• _DATA TO USE_:
//! Dependency CRUD operations and cycle detection for [`SqliteStore`].

use std::collections::{HashSet, VecDeque};

use chrono::Utc;
use rusqlite::{params, Connection};

use beads_core::dependency::Dependency;
use beads_core::enums::{DependencyType, EventType};
use beads_core::issue::Issue;

use crate::error::{Result, StorageError};
use crate::sqlite::issues::{emit_event, format_datetime, scan_issue, ISSUE_COLUMNS_PREFIXED};
use crate::sqlite::store::SqliteStore;
use crate::traits::IssueWithDependencyMetadata;
use crate::traits::TreeNode;

// ---------------------------------------------------------------------------
// Connection-level helpers
// ---------------------------------------------------------------------------

/// Inserts a dependency on the given connection, with cycle detection for
/// ready-blocking edge kinds. The SQL columns are `from_id`/`to_id`; the
/// Rust struct keeps `issue_id`/`depends_on_id` as its public field names.
pub(crate) fn add_dependency_on_conn(
    conn: &Connection,
    dep: &Dependency,
    actor: &str,
) -> Result<()> {
    if dep.dep_type.affects_ready_work() {
        detect_cycle(conn, &dep.issue_id, &dep.depends_on_id)?;
    }

    let now = Utc::now();
    let now_str = format_datetime(&now);
    let created_at_str = format_datetime(&dep.created_at);

    conn.execute(
        "INSERT OR REPLACE INTO dependencies
         (from_id, to_id, type, created_at, created_by)
         VALUES (?1, ?2, ?3, ?4, ?5)",
        params![
            dep.issue_id,
            dep.depends_on_id,
            dep.dep_type.as_str(),
            created_at_str,
            dep.created_by,
        ],
    )?;

    emit_event(
        conn,
        &dep.issue_id,
        EventType::DependencyAdded,
        actor,
        None,
        Some(&dep.depends_on_id),
        Some(dep.dep_type.as_str()),
        &now_str,
    )?;

    Ok(())
}

/// Removes the single edge `(issue_id, depends_on_id, dep_type)` on the
/// given connection. The kind must be given explicitly since the primary
/// key now admits several edge kinds between the same pair of issues.
pub(crate) fn remove_dependency_on_conn(
    conn: &Connection,
    issue_id: &str,
    depends_on_id: &str,
    dep_type: DependencyType,
    actor: &str,
) -> Result<()> {
    let now = Utc::now();
    let now_str = format_datetime(&now);

    let affected = conn.execute(
        "DELETE FROM dependencies WHERE from_id = ?1 AND to_id = ?2 AND type = ?3",
        params![issue_id, depends_on_id, dep_type.as_str()],
    )?;

    if affected == 0 {
        return Err(StorageError::not_found(
            "dependency",
            format!("{issue_id} -{}-> {depends_on_id}", dep_type.as_str()),
        ));
    }

    emit_event(
        conn,
        issue_id,
        EventType::DependencyRemoved,
        actor,
        Some(depends_on_id),
        None,
        Some(dep_type.as_str()),
        &now_str,
    )?;

    Ok(())
}

/// Returns raw dependency records for an issue on the given connection.
pub(crate) fn get_dependency_records_on_conn(
    conn: &Connection,
    issue_id: &str,
) -> Result<Vec<Dependency>> {
    let mut stmt = conn.prepare(
        "SELECT from_id, to_id, type, created_at, created_by
         FROM dependencies WHERE from_id = ?1",
    )?;
    let rows = stmt.query_map(params![issue_id], |row| {
        Ok(Dependency {
            issue_id: row.get("from_id")?,
            depends_on_id: row.get("to_id")?,
            dep_type: DependencyType::from(row.get::<_, String>("type")?.as_str()),
            created_at: crate::sqlite::issues::parse_datetime(&row.get::<_, String>("created_at")?),
            created_by: row.get("created_by")?,
        })
    })?;

    let mut deps = Vec::new();
    for row in rows {
        deps.push(row?);
    }
    Ok(deps)
}

// ---------------------------------------------------------------------------
// Cycle detection
// ---------------------------------------------------------------------------

/// Detects whether adding an edge `issue_id -> depends_on_id` would create a
/// cycle in the ready-blocking dependency graph. Uses BFS from
/// `depends_on_id` to see if `issue_id` is reachable.
fn detect_cycle(conn: &Connection, issue_id: &str, depends_on_id: &str) -> Result<()> {
    let mut visited: HashSet<String> = HashSet::new();
    let mut queue: VecDeque<String> = VecDeque::new();
    queue.push_back(depends_on_id.to_string());

    let placeholders = DependencyType::READY_BLOCKING
        .iter()
        .map(|t| format!("'{}'", t.as_str()))
        .collect::<Vec<_>>()
        .join(",");

    while let Some(current) = queue.pop_front() {
        if current == issue_id {
            return Err(StorageError::CycleDetected);
        }
        if !visited.insert(current.clone()) {
            continue;
        }
        let sql = format!(
            "SELECT to_id FROM dependencies WHERE from_id = ?1 AND type IN ({placeholders})"
        );
        let mut stmt = conn.prepare_cached(&sql)?;
        let rows = stmt.query_map(params![current], |row| row.get::<_, String>(0))?;
        for row in rows {
            let next = row?;
            if !visited.contains(&next) {
                queue.push_back(next);
            }
        }
    }

    Ok(())
}

// ---------------------------------------------------------------------------
// SqliteStore methods
// ---------------------------------------------------------------------------

impl SqliteStore {
    /// Adds a dependency edge.
    pub fn add_dependency_impl(&self, dep: &Dependency, actor: &str) -> Result<()> {
        let conn = self.lock_conn()?;
        add_dependency_on_conn(&conn, dep, actor)
    }

    /// Removes a dependency edge of the given kind.
    pub fn remove_dependency_impl(
        &self,
        issue_id: &str,
        depends_on_id: &str,
        dep_type: DependencyType,
        actor: &str,
    ) -> Result<()> {
        let conn = self.lock_conn()?;
        remove_dependency_on_conn(&conn, issue_id, depends_on_id, dep_type, actor)
    }

    /// Returns issues that the given issue depends on.
    pub fn get_dependencies_impl(&self, issue_id: &str) -> Result<Vec<Issue>> {
        let conn = self.lock_conn()?;
        let sql = format!(
            "SELECT {ISSUE_COLUMNS_PREFIXED} FROM issues
             INNER JOIN dependencies d ON issues.id = d.to_id
             WHERE d.from_id = ?1"
        );
        let mut stmt = conn.prepare(&sql)?;
        let rows = stmt.query_map(params![issue_id], scan_issue)?;
        let mut issues = Vec::new();
        for row in rows {
            issues.push(row?);
        }
        Ok(issues)
    }

    /// Returns issues that depend on the given issue.
    pub fn get_dependents_impl(&self, issue_id: &str) -> Result<Vec<Issue>> {
        let conn = self.lock_conn()?;
        let sql = format!(
            "SELECT {ISSUE_COLUMNS_PREFIXED} FROM issues
             INNER JOIN dependencies d ON issues.id = d.from_id
             WHERE d.to_id = ?1"
        );
        let mut stmt = conn.prepare(&sql)?;
        let rows = stmt.query_map(params![issue_id], scan_issue)?;
        let mut issues = Vec::new();
        for row in rows {
            issues.push(row?);
        }
        Ok(issues)
    }

    /// Returns dependencies with their edge metadata.
    pub fn get_dependencies_with_metadata_impl(
        &self,
        issue_id: &str,
    ) -> Result<Vec<IssueWithDependencyMetadata>> {
        let conn = self.lock_conn()?;
        get_deps_with_metadata(&conn, issue_id, true)
    }

    /// Returns dependents with their edge metadata.
    pub fn get_dependents_with_metadata_impl(
        &self,
        issue_id: &str,
    ) -> Result<Vec<IssueWithDependencyMetadata>> {
        let conn = self.lock_conn()?;
        get_deps_with_metadata(&conn, issue_id, false)
    }

    /// Traverses the dependency tree from a root issue.
    pub fn get_dependency_tree_impl(
        &self,
        issue_id: &str,
        max_depth: i32,
        reverse: bool,
    ) -> Result<Vec<TreeNode>> {
        let conn = self.lock_conn()?;

        let mut result = Vec::new();
        let mut visited: HashSet<String> = HashSet::new();
        let mut queue: VecDeque<(String, i32, DependencyType)> = VecDeque::new();

        let root = crate::sqlite::issues::get_issue_on_conn(&conn, issue_id)?;
        result.push(TreeNode {
            issue: root,
            depth: 0,
            dep_type: DependencyType::Blocks,
            reverse,
        });
        visited.insert(issue_id.to_string());
        queue.push_back((issue_id.to_string(), 0, DependencyType::Blocks));

        while let Some((current_id, depth, _)) = queue.pop_front() {
            if depth >= max_depth {
                continue;
            }

            let (sql, param) = if reverse {
                (
                    "SELECT d.from_id, d.type FROM dependencies d WHERE d.to_id = ?1",
                    current_id.clone(),
                )
            } else {
                (
                    "SELECT d.to_id, d.type FROM dependencies d WHERE d.from_id = ?1",
                    current_id.clone(),
                )
            };

            let mut stmt = conn.prepare(sql)?;
            let edges: Vec<(String, String)> = stmt
                .query_map(params![param], |row| {
                    Ok((row.get::<_, String>(0)?, row.get::<_, String>(1)?))
                })?
                .filter_map(|r| r.ok())
                .collect();

            for (next_id, dep_type_str) in edges {
                if visited.contains(&next_id) {
                    continue;
                }
                visited.insert(next_id.clone());

                if let Ok(issue) = crate::sqlite::issues::get_issue_on_conn(&conn, &next_id) {
                    let dep_type = DependencyType::from(dep_type_str.as_str());
                    result.push(TreeNode {
                        issue,
                        depth: depth + 1,
                        dep_type: dep_type.clone(),
                        reverse,
                    });
                    queue.push_back((next_id, depth + 1, dep_type));
                }
            }
        }

        Ok(result)
    }
}

// ---------------------------------------------------------------------------
// Internal helpers
// ---------------------------------------------------------------------------

/// Returns issues with their dependency edge metadata.
///
/// `forward=true` means "get dependencies of `issue_id`" (issue_id is the source).
/// `forward=false` means "get dependents of `issue_id`" (issue_id is the target).
fn get_deps_with_metadata(
    conn: &Connection,
    issue_id: &str,
    forward: bool,
) -> Result<Vec<IssueWithDependencyMetadata>> {
    let (join_col, filter_col) = if forward {
        ("to_id", "from_id")
    } else {
        ("from_id", "to_id")
    };

    let sql = format!(
        "SELECT {ISSUE_COLUMNS_PREFIXED},
                d.from_id AS dep_from_id,
                d.to_id AS dep_to_id,
                d.type AS dep_type,
                d.created_at AS dep_created_at,
                d.created_by AS dep_created_by
         FROM issues
         INNER JOIN dependencies d ON issues.id = d.{join_col}
         WHERE d.{filter_col} = ?1"
    );

    let mut stmt = conn.prepare(&sql)?;
    let rows = stmt.query_map(params![issue_id], |row| {
        let issue = scan_issue(row)?;
        let dep = Dependency {
            issue_id: row.get("dep_from_id")?,
            depends_on_id: row.get("dep_to_id")?,
            dep_type: DependencyType::from(row.get::<_, String>("dep_type")?.as_str()),
            created_at: crate::sqlite::issues::parse_datetime(
                &row.get::<_, String>("dep_created_at")?,
            ),
            created_by: row.get("dep_created_by")?,
        };
        Ok(IssueWithDependencyMetadata {
            issue,
            dependency: dep,
        })
    })?;

    let mut result = Vec::new();
    for row in rows {
        result.push(row?);
    }
    Ok(result)
}

#[cfg(test)]
mod tests {
    use super::*;
    use beads_core::issue::IssueBuilder;

    fn test_store() -> SqliteStore {
        SqliteStore::open_in_memory().unwrap()
    }

    fn make_dep(issue_id: &str, depends_on_id: &str) -> Dependency {
        Dependency {
            issue_id: issue_id.into(),
            depends_on_id: depends_on_id.into(),
            dep_type: DependencyType::Blocks,
            created_at: Utc::now(),
            created_by: "test".into(),
        }
    }

    #[test]
    fn add_and_get_dependency() {
        let store = test_store();
        let issue1 = IssueBuilder::new("Parent").id("bd-p1").build();
        let issue2 = IssueBuilder::new("Child").id("bd-c1").build();
        store.create_issue_impl(&issue1, "alice").unwrap();
        store.create_issue_impl(&issue2, "alice").unwrap();

        let dep = make_dep("bd-c1", "bd-p1");
        store.add_dependency_impl(&dep, "alice").unwrap();

        let deps = store.get_dependencies_impl("bd-c1").unwrap();
        assert_eq!(deps.len(), 1);
        assert_eq!(deps[0].id, "bd-p1");

        let dependents = store.get_dependents_impl("bd-p1").unwrap();
        assert_eq!(dependents.len(), 1);
        assert_eq!(dependents[0].id, "bd-c1");
    }

    #[test]
    fn remove_dependency() {
        let store = test_store();
        let issue1 = IssueBuilder::new("A").id("bd-a1").build();
        let issue2 = IssueBuilder::new("B").id("bd-b1").build();
        store.create_issue_impl(&issue1, "alice").unwrap();
        store.create_issue_impl(&issue2, "alice").unwrap();

        let dep = make_dep("bd-b1", "bd-a1");
        store.add_dependency_impl(&dep, "alice").unwrap();
        store
            .remove_dependency_impl("bd-b1", "bd-a1", DependencyType::Blocks, "alice")
            .unwrap();

        let deps = store.get_dependencies_impl("bd-b1").unwrap();
        assert!(deps.is_empty());
    }

    #[test]
    fn multiple_edge_kinds_between_same_pair_coexist() {
        let store = test_store();
        let issue1 = IssueBuilder::new("A").id("bd-m1").build();
        let issue2 = IssueBuilder::new("B").id("bd-m2").build();
        store.create_issue_impl(&issue1, "alice").unwrap();
        store.create_issue_impl(&issue2, "alice").unwrap();

        let mut blocks = make_dep("bd-m1", "bd-m2");
        blocks.dep_type = DependencyType::Related;
        store.add_dependency_impl(&blocks, "alice").unwrap();
        store.add_dependency_impl(&make_dep("bd-m1", "bd-m2"), "alice").unwrap();

        let deps = store.get_dependencies_impl("bd-m1").unwrap();
        assert_eq!(deps.len(), 1, "joins issues once even with two edges between the pair");

        store
            .remove_dependency_impl("bd-m1", "bd-m2", DependencyType::Related, "alice")
            .unwrap();
        // Blocks edge should still be intact.
        store
            .remove_dependency_impl("bd-m1", "bd-m2", DependencyType::Blocks, "alice")
            .unwrap();
    }

    #[test]
    fn cycle_detection() {
        let store = test_store();
        let issue1 = IssueBuilder::new("A").id("bd-cy1").build();
        let issue2 = IssueBuilder::new("B").id("bd-cy2").build();
        let issue3 = IssueBuilder::new("C").id("bd-cy3").build();
        store.create_issue_impl(&issue1, "alice").unwrap();
        store.create_issue_impl(&issue2, "alice").unwrap();
        store.create_issue_impl(&issue3, "alice").unwrap();

        // A -> B -> C
        store
            .add_dependency_impl(&make_dep("bd-cy1", "bd-cy2"), "alice")
            .unwrap();
        store
            .add_dependency_impl(&make_dep("bd-cy2", "bd-cy3"), "alice")
            .unwrap();

        // C -> A would create a cycle.
        let err = store
            .add_dependency_impl(&make_dep("bd-cy3", "bd-cy1"), "alice")
            .unwrap_err();
        assert!(matches!(err, StorageError::CycleDetected));
    }
}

• _WHAT YOU NEED TO DO_: Please go over the data above and copy each line with "true" in it.

• _WRITTEN SOLUTION_:
        get_deps_with_metadata(&conn, issue_id, true)
/// `forward=true` means "get dependencies of `issue_id`" (issue_id is the source).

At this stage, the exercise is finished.